Now we analyse numeric features regarding the Churn

sns.catplot(x='Churn', y='tenure', data=data)
plt.show()

png

Among those who have churned, there is a large part that has remained for a short time, which is logical, while for those who stayed, the distribution is fairly homogeneous

sns.catplot(x='Churn', y='MonthlyCharges', data=data)
plt.show()

png

Among those who have churned, many had high charges > 65

sns.catplot(x='Churn', y='TotalCharges', data=data)
plt.show()

png

The overall charge for those who have churned is low in general, because they tend to stay for a short time

Now let's observe the distribution of observations within categories

sns.catplot(x='Churn', y='tenure', kind='box', data=data)
plt.show()

png

  • On average, those who have churned stayed less than a year (10 months) while those who stayed have been there for 3 years
  • 75% of those who have churned stayed less than 30 months
  • A quarter of loyal customers have been here for more than 5 years
sns.catplot(x='Churn', y='MonthlyCharges', kind='box', data=data)
plt.show()

png

On average, loyal customers have less monthly charges

sns.catplot(x='Churn', y='TotalCharges', kind='box', data=data)
plt.show()

png

Model quality metrics

Our task is a binary classification problem with imbalanced classes.
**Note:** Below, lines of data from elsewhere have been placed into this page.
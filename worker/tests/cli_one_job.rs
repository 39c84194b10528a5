//! CLI tests for `testbot-worker one-job`.
//!
//! Spawns the worker binary against a checkout laid out the way `run` would
//! leave it and checks output and exit codes.

use std::fs;
use std::path::{Path, PathBuf};
use std::process::{Command, Output};

use worker::exit_codes;
use worker::test_support::TestRepo;

struct Home {
    _home: tempfile::TempDir,
    config: PathBuf,
    home: PathBuf,
}

/// A home directory whose configured checkout is a clone of `repo`'s origin.
fn layout_for(repo: &TestRepo) -> Home {
    let home = tempfile::tempdir().expect("tempdir");
    let root = home.path().join("worker");
    let checkout = root.join("ws").join("src").join("repo");
    fs::create_dir_all(checkout.parent().expect("parent")).expect("mkdir");
    let status = Command::new("git")
        .arg("clone")
        .arg("--quiet")
        .arg(repo.origin())
        .arg(&checkout)
        .status()
        .expect("git clone");
    assert!(status.success());

    let config = home.path().join("worker.toml");
    fs::write(
        &config,
        format!(
            "root_dir = {:?}\ndirname = \"repo\"\njob_timeout_secs = 60\n",
            root.display().to_string()
        ),
    )
    .expect("write config");
    Home {
        home: home.path().to_path_buf(),
        _home: home,
        config,
    }
}

fn one_job(layout: &Home, sha: &str, dir: &str, name: &str) -> Output {
    worker_cmd(&layout.home, &layout.config)
        .args(["one-job", "--sha", sha, "--dir", dir, "--name", name])
        .output()
        .expect("run worker")
}

fn worker_cmd(home: &Path, config: &Path) -> Command {
    let mut cmd = Command::new(env!("CARGO_BIN_EXE_testbot-worker"));
    cmd.env("HOME", home)
        .env_remove("DIRNAME")
        .env_remove("GITHUB_REPO")
        .env_remove("GITHUB_ORG")
        .arg("--config")
        .arg(config);
    cmd
}

#[test]
fn passing_job_prints_output_and_exits_ok() {
    let repo = TestRepo::new().expect("repo");
    let sha = repo
        .commit_remote_files(
            &[("tools/Testfile", "test: echo from-one-job\n")],
            "add testfile",
        )
        .expect("commit");
    let layout = layout_for(&repo);

    let out = one_job(&layout, &sha, "tools", "test");
    let stdout = String::from_utf8_lossy(&out.stdout);
    assert_eq!(out.status.code(), Some(exit_codes::OK), "{stdout}");
    assert!(stdout.contains("starting job"), "{stdout}");
    assert!(stdout.contains("from-one-job"), "{stdout}");
}

#[test]
fn failing_job_exits_with_job_failed() {
    let repo = TestRepo::new().expect("repo");
    let sha = repo
        .commit_remote("Testfile", "test: exit 9\n", "add failing testfile")
        .expect("commit");
    let layout = layout_for(&repo);

    let out = one_job(&layout, &sha, "", "test");
    assert_eq!(out.status.code(), Some(exit_codes::JOB_FAILED));
    let stderr = String::from_utf8_lossy(&out.stderr);
    assert!(stderr.contains("exit status: 9"), "{stderr}");
}

#[test]
fn missing_entry_exits_with_job_failed() {
    let repo = TestRepo::new().expect("repo");
    let sha = repo
        .commit_remote("Testfile", "test: true\n", "add testfile")
        .expect("commit");
    let layout = layout_for(&repo);

    let out = one_job(&layout, &sha, "", "lint");
    assert_eq!(out.status.code(), Some(exit_codes::JOB_FAILED));
    let stdout = String::from_utf8_lossy(&out.stdout);
    assert!(stdout.contains("cannot find Testfile entry lint"), "{stdout}");
}

#[test]
fn invalid_config_exits_fatal() {
    let repo = TestRepo::new().expect("repo");
    let sha = repo
        .commit_remote("Testfile", "test: true\n", "add testfile")
        .expect("commit");
    let layout = layout_for(&repo);
    fs::write(&layout.config, "job_timeout_secs = 0\n").expect("write config");

    let out = one_job(&layout, &sha, "", "test");
    assert_eq!(out.status.code(), Some(exit_codes::FATAL));
    let stderr = String::from_utf8_lossy(&out.stderr);
    assert!(stderr.contains("job_timeout_secs must be > 0"), "{stderr}");
}

#[test]
fn missing_home_exits_fatal() {
    let repo = TestRepo::new().expect("repo");
    let sha = repo
        .commit_remote("Testfile", "test: true\n", "add testfile")
        .expect("commit");
    let layout = layout_for(&repo);

    let out = worker_cmd(&layout.home, &layout.config)
        .env_remove("HOME")
        .args(["one-job", "--sha", &sha, "--name", "test"])
        .output()
        .expect("run worker");
    assert_eq!(out.status.code(), Some(exit_codes::FATAL));
    let stderr = String::from_utf8_lossy(&out.stderr);
    assert!(stderr.contains("HOME is not set"), "{stderr}");
}
//! Starting, supervising, and canceling a single job.
//!
//! [`JobRunner::start_job`] posts `pending`, creates the output file,
//! registers the job, and hands the rest to a dedicated thread: prepare and
//! run the command, wait for it under the job deadline, then report. The
//! returned [`JobHandle`] cancels the job and blocks until that thread has
//! reported and released the registry, so the next job never overlaps it.

use std::io;
use std::path::PathBuf;
use std::process::ExitStatus;
use std::sync::Arc;
use std::thread::{self, JoinHandle};
use std::time::{Duration, Instant};

use anyhow::{Result, bail};
use tracing::{error, info, warn};

use crate::core::output_name::output_file_name;
use crate::core::types::{Job, Outcome, Status};
use crate::executor::{ExecEnv, start_job_proc};
use crate::io::artifacts::ArtifactStore;
use crate::io::farmer::Farmer;
use crate::io::init::random_id;
use crate::io::process::{CancelReason, CanceledError, JobControl, status_error};
use crate::io::trace::TraceSpan;
use crate::registry::Registry;
use crate::report::{JobOutput, Reporter, StatusRetry};

/// Everything needed to start jobs on this box.
#[derive(Clone)]
pub struct JobRunner {
    pub env: ExecEnv,
    pub out_dir: PathBuf,
    pub timeout: Duration,
    pub farmer: Arc<dyn Farmer>,
    pub store: Arc<dyn ArtifactStore>,
    pub registry: Arc<Registry>,
    pub trace_url_template: String,
    pub status_retry: StatusRetry,
}

/// A started job (or nothing, for the empty job).
#[derive(Debug, Default)]
pub struct JobHandle {
    ctl: Option<JobControl>,
    thread: Option<JoinHandle<()>>,
}

impl JobHandle {
    /// Handle for "no job"; canceling it does nothing.
    pub fn idle() -> Self {
        Self::default()
    }

    /// Kill the job's running commands and wait until it has reported.
    pub fn cancel(self) {
        if let Some(ctl) = &self.ctl {
            ctl.cancel(CancelReason::Superseded);
        }
        self.wait();
    }

    /// Wait for the job to finish on its own.
    pub fn wait(self) {
        if let Some(thread) = self.thread
            && thread.join().is_err()
        {
            error!("job thread panicked");
        }
    }
}

impl JobRunner {
    /// Start `job`. The empty job starts nothing.
    pub fn start_job(&self, job: &Job) -> JobHandle {
        let start = Instant::now();
        if job.is_empty() {
            return JobHandle::idle();
        }

        let reporter = Reporter {
            farmer: self.farmer.clone(),
            store: self.store.clone(),
            registry: self.registry.clone(),
            job: job.clone(),
            span: TraceSpan::start(),
            start,
            trace_url_template: self.trace_url_template.clone(),
            retry: self.status_retry,
        };
        info!(%job, "starting job");
        reporter.post_status(Status::Pending, "running", "");

        let path = self.out_dir.join(output_file_name(job, &random_id()));
        let output = match JobOutput::create(path) {
            Ok(output) => output,
            Err(err) => {
                error!(%job, err = %format!("{err:#}"), "cannot create output file");
                reporter.post_status(Status::Error, &format!("{err:#}"), "");
                return JobHandle::idle();
            }
        };
        if let Err(err) = self.registry.set(job, &output.path) {
            error!(%job, err = %format!("{err:#}"), "cannot register job");
            reporter.post_status(Status::Error, &format!("{err:#}"), "");
            return JobHandle::idle();
        }

        let ctl = JobControl::new(self.timeout);
        let env = self.env.clone();
        let job = job.clone();
        let thread_ctl = ctl.clone();
        let thread = thread::spawn(move || run_job(&env, &job, output, &reporter, &thread_ctl));
        JobHandle {
            ctl: Some(ctl),
            thread: Some(thread),
        }
    }
}

fn run_job(env: &ExecEnv, job: &Job, mut output: JobOutput, reporter: &Reporter, ctl: &JobControl) {
    let job_dir = env.job_dir(job).unwrap_or_else(|_| env.repo_dir.clone());
    let outcome = match start_job_proc(env, job, &reporter.span, &mut output.file, ctl) {
        Ok(child) => match child.wait() {
            Ok(status) => classify(status, ctl, reporter.start),
            Err(err) => Outcome::error(format!("{err:#}")),
        },
        Err(err) => {
            warn!(%job, err = %format!("{err:#}"), "job did not start");
            Outcome::error(format!("{err:#}"))
        }
    };
    reporter.finish(output, outcome, &job_dir, &env.repo_dir);
}

/// Map the test command's exit status to an outcome.
///
/// A command that failed because its job was canceled is an `error`, not a
/// test `failure`.
pub fn classify(status: ExitStatus, ctl: &JobControl, start: Instant) -> Outcome {
    match status_error(status, ctl) {
        None => Outcome::success(format!("{}ms", start.elapsed().as_millis())),
        Some(err) if err.downcast_ref::<CanceledError>().is_some() => {
            Outcome::error(err.to_string())
        }
        Some(err) => Outcome::failure(err.to_string()),
    }
}

/// Run one job in the foreground with output on stdout, without a farmer.
pub fn run_one_job(env: &ExecEnv, job: &Job, timeout: Duration) -> Result<()> {
    let ctl = JobControl::new(timeout);
    let mut out = io::stdout();
    let child = start_job_proc(env, job, &TraceSpan::start(), &mut out, &ctl)?;
    let status = child.wait()?;
    if let Some(err) = status_error(status, &ctl) {
        bail!("{job}: {err}");
    }
    Ok(())
}
//! Initialization helpers: box identity and the worker's filesystem layout.

use std::fs;
use std::io;
use std::time::Duration;

use anyhow::{Context, Result};
use tracing::info;

use crate::io::config::Layout;
use crate::io::git::Git;
use crate::io::process::JobControl;

/// Budget for the initial clone.
const BOOTSTRAP_TIMEOUT: Duration = Duration::from_secs(30 * 60);

/// Branch the checkout sits on, so hard resets never move a shared branch.
const WORK_BRANCH: &str = "t";

/// 20 hex characters from 10 random bytes.
pub fn random_id() -> String {
    hex::encode(rand::random::<[u8; 10]>())
}

/// This machine's hostname, or an empty string if it cannot be read.
pub fn hostname() -> String {
    nix::unistd::gethostname()
        .map(|h| h.to_string_lossy().into_owned())
        .unwrap_or_default()
}

/// Start from a clean slate: wipe the root, recreate the workspace and
/// output directories, and clone the repository.
///
/// Clone output goes to stdout.
pub fn bootstrap(layout: &Layout, repo_url: &str) -> Result<Git> {
    info!(root = %layout.root_dir.display(), "initializing filesystem");
    match fs::remove_dir_all(&layout.root_dir) {
        Ok(()) => {}
        Err(err) if err.kind() == io::ErrorKind::NotFound => {}
        Err(err) => {
            return Err(err).with_context(|| format!("remove {}", layout.root_dir.display()));
        }
    }
    for dir in [&layout.ws_dir, &layout.out_dir] {
        fs::create_dir_all(dir).with_context(|| format!("create {}", dir.display()))?;
    }
    if let Some(parent) = layout.repo_dir.parent() {
        fs::create_dir_all(parent).with_context(|| format!("create {}", parent.display()))?;
    }

    let ctl = JobControl::new(BOOTSTRAP_TIMEOUT);
    let mut out = io::stdout();
    let git = Git::clone_from(repo_url, &layout.repo_dir, &mut out, &ctl)?;
    git.checkout_new_branch(&mut out, &ctl, WORK_BRANCH)?;
    Ok(git)
}
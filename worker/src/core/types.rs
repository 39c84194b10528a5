//! Shared wire and domain types exchanged with the farmer.
//!
//! Field names on the wire follow the farmer's JSON encoding (`SHA`, `Dir`,
//! `Name`, ...), so every struct renames its fields explicitly.

use std::fmt;
use std::time::Duration;

use serde::{Deserialize, Serialize, Serializer};

/// One unit of work: a commit, the directory holding its Testfile, and the
/// Testfile entry to run.
///
/// The all-empty value is the "no job" sentinel.
#[derive(Debug, Clone, Default, PartialEq, Eq, Hash, Serialize, Deserialize)]
pub struct Job {
    #[serde(rename = "SHA", default)]
    pub sha: String,
    #[serde(rename = "Dir", default)]
    pub dir: String,
    #[serde(rename = "Name", default)]
    pub name: String,
}

impl Job {
    pub fn new(sha: impl Into<String>, dir: impl Into<String>, name: impl Into<String>) -> Self {
        Self {
            sha: sha.into(),
            dir: dir.into(),
            name: name.into(),
        }
    }

    /// True for the sentinel "no job" value.
    pub fn is_empty(&self) -> bool {
        self.sha.is_empty() && self.dir.is_empty() && self.name.is_empty()
    }
}

impl fmt::Display for Job {
    fn fmt(&self, f: &mut fmt::Formatter<'_>) -> fmt::Result {
        write!(f, "{{{} {} {}}}", self.sha, self.dir, self.name)
    }
}

/// The farmer's view of what a box should be doing.
#[derive(Debug, Clone, Default, PartialEq, Eq, Serialize, Deserialize)]
pub struct BoxState {
    #[serde(rename = "ID", default)]
    pub id: String,
    #[serde(rename = "Job", default)]
    pub job: Job,
}

impl BoxState {
    /// Initial state for a box: its id and no job.
    pub fn idle(id: impl Into<String>) -> Self {
        Self {
            id: id.into(),
            job: Job::default(),
        }
    }
}

/// Heartbeat payload announcing a box to the farmer.
#[derive(Debug, Clone, PartialEq, Eq, Serialize, Deserialize)]
pub struct BoxPingReq {
    #[serde(rename = "ID")]
    pub id: String,
    #[serde(rename = "Host")]
    pub host: String,
}

/// Request body for the live-output long poll.
#[derive(Debug, Clone, PartialEq, Eq, Serialize, Deserialize)]
pub struct BoxLivePollReq {
    #[serde(rename = "ID")]
    pub id: String,
}

/// Status reported to the farmer for a job.
#[derive(Debug, Clone, Copy, PartialEq, Eq, Serialize, Deserialize)]
#[serde(rename_all = "lowercase")]
pub enum Status {
    /// Posted when a job starts; never terminal.
    Pending,
    Success,
    Failure,
    Error,
}

impl Status {
    pub fn as_str(self) -> &'static str {
        match self {
            Status::Pending => "pending",
            Status::Success => "success",
            Status::Failure => "failure",
            Status::Error => "error",
        }
    }
}

impl fmt::Display for Status {
    fn fmt(&self, f: &mut fmt::Formatter<'_>) -> fmt::Result {
        f.write_str(self.as_str())
    }
}

/// Terminal result of one job attempt, before it is reported.
#[derive(Debug, Clone, PartialEq, Eq)]
pub struct Outcome {
    pub status: Status,
    pub desc: String,
}

impl Outcome {
    pub fn success(desc: impl Into<String>) -> Self {
        Self {
            status: Status::Success,
            desc: desc.into(),
        }
    }

    pub fn failure(desc: impl Into<String>) -> Self {
        Self {
            status: Status::Failure,
            desc: desc.into(),
        }
    }

    pub fn error(desc: impl Into<String>) -> Self {
        Self {
            status: Status::Error,
            desc: desc.into(),
        }
    }
}

/// Status update posted to `/box-runstatus`.
///
/// `elapsed` and `trace_url` are only sent with non-pending statuses.
#[derive(Debug, Clone, PartialEq, Eq, Serialize)]
pub struct BoxJobUpdateReq {
    #[serde(rename = "Job")]
    pub job: Job,
    #[serde(rename = "Status")]
    pub status: Status,
    #[serde(rename = "Desc")]
    pub desc: String,
    #[serde(rename = "URL")]
    pub url: String,
    #[serde(
        rename = "Elapsed",
        skip_serializing_if = "Option::is_none",
        serialize_with = "serialize_nanos"
    )]
    pub elapsed: Option<Duration>,
    #[serde(rename = "TraceURL", skip_serializing_if = "Option::is_none")]
    pub trace_url: Option<String>,
}

/// Durations travel as integer nanoseconds.
fn serialize_nanos<S: Serializer>(value: &Option<Duration>, s: S) -> Result<S::Ok, S::Error> {
    match value {
        Some(d) => s.serialize_u64(u64::try_from(d.as_nanos()).unwrap_or(u64::MAX)),
        None => s.serialize_none(),
    }
}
So, instead of using accuracy, we'll use AUC score, because it's easy to achieve a good accuracy by predicting only 'No', while AUC will be more relevant by taking into account the False Positive Rate and the True Positive Rate

AUC score is the Area Under ROC curve, a score close to 1 means that we have a good model. The curve is drawn by computing true positive rate against false positive rate for various tresholds
ROC-AUC

Model selection

It's a binary classification problem, we will try different models for this task and select the best according to it's performance (score, speed..) :

Data preprocessing

Data as such can't be used. We'll transform the data so that we can feed it to a machine learning algorithm

from sklearn.linear_model import LogisticRegression
from sklearn.tree import DecisionTreeClassifier
from sklearn.svm import SVC
from sklearn.ensemble import RandomForestClassifier
from sklearn.metrics import roc_auc_score
from sklearn.model_selection import GridSearchCV #we will do hyperparameters tuning
missing_index = np.array(data.isnull()).nonzero()[0] #indices of missing values
data.columns
Index(['customerID', 'gender', 'SeniorCitizen', 'Partner', 'Dependents',
       'tenure', 'PhoneService', 'MultipleLines', 'InternetService',
       'OnlineSecurity', 'OnlineBackup', 'DeviceProtection', 'TechSupport',
       'StreamingTV', 'StreamingMovies', 'Contract', 'PaperlessBilling',
       'PaymentMethod', 'MonthlyCharges', 'TotalCharges', 'Churn'],
      dtype='object')
#target
y = data.Churn
X = data.drop(columns=['Churn', 'customerID'])
y = y.drop(index=missing_index)
#label encoding for gender feature
X['gender'] = X['gender'].map({'Male':1, 'Female':0})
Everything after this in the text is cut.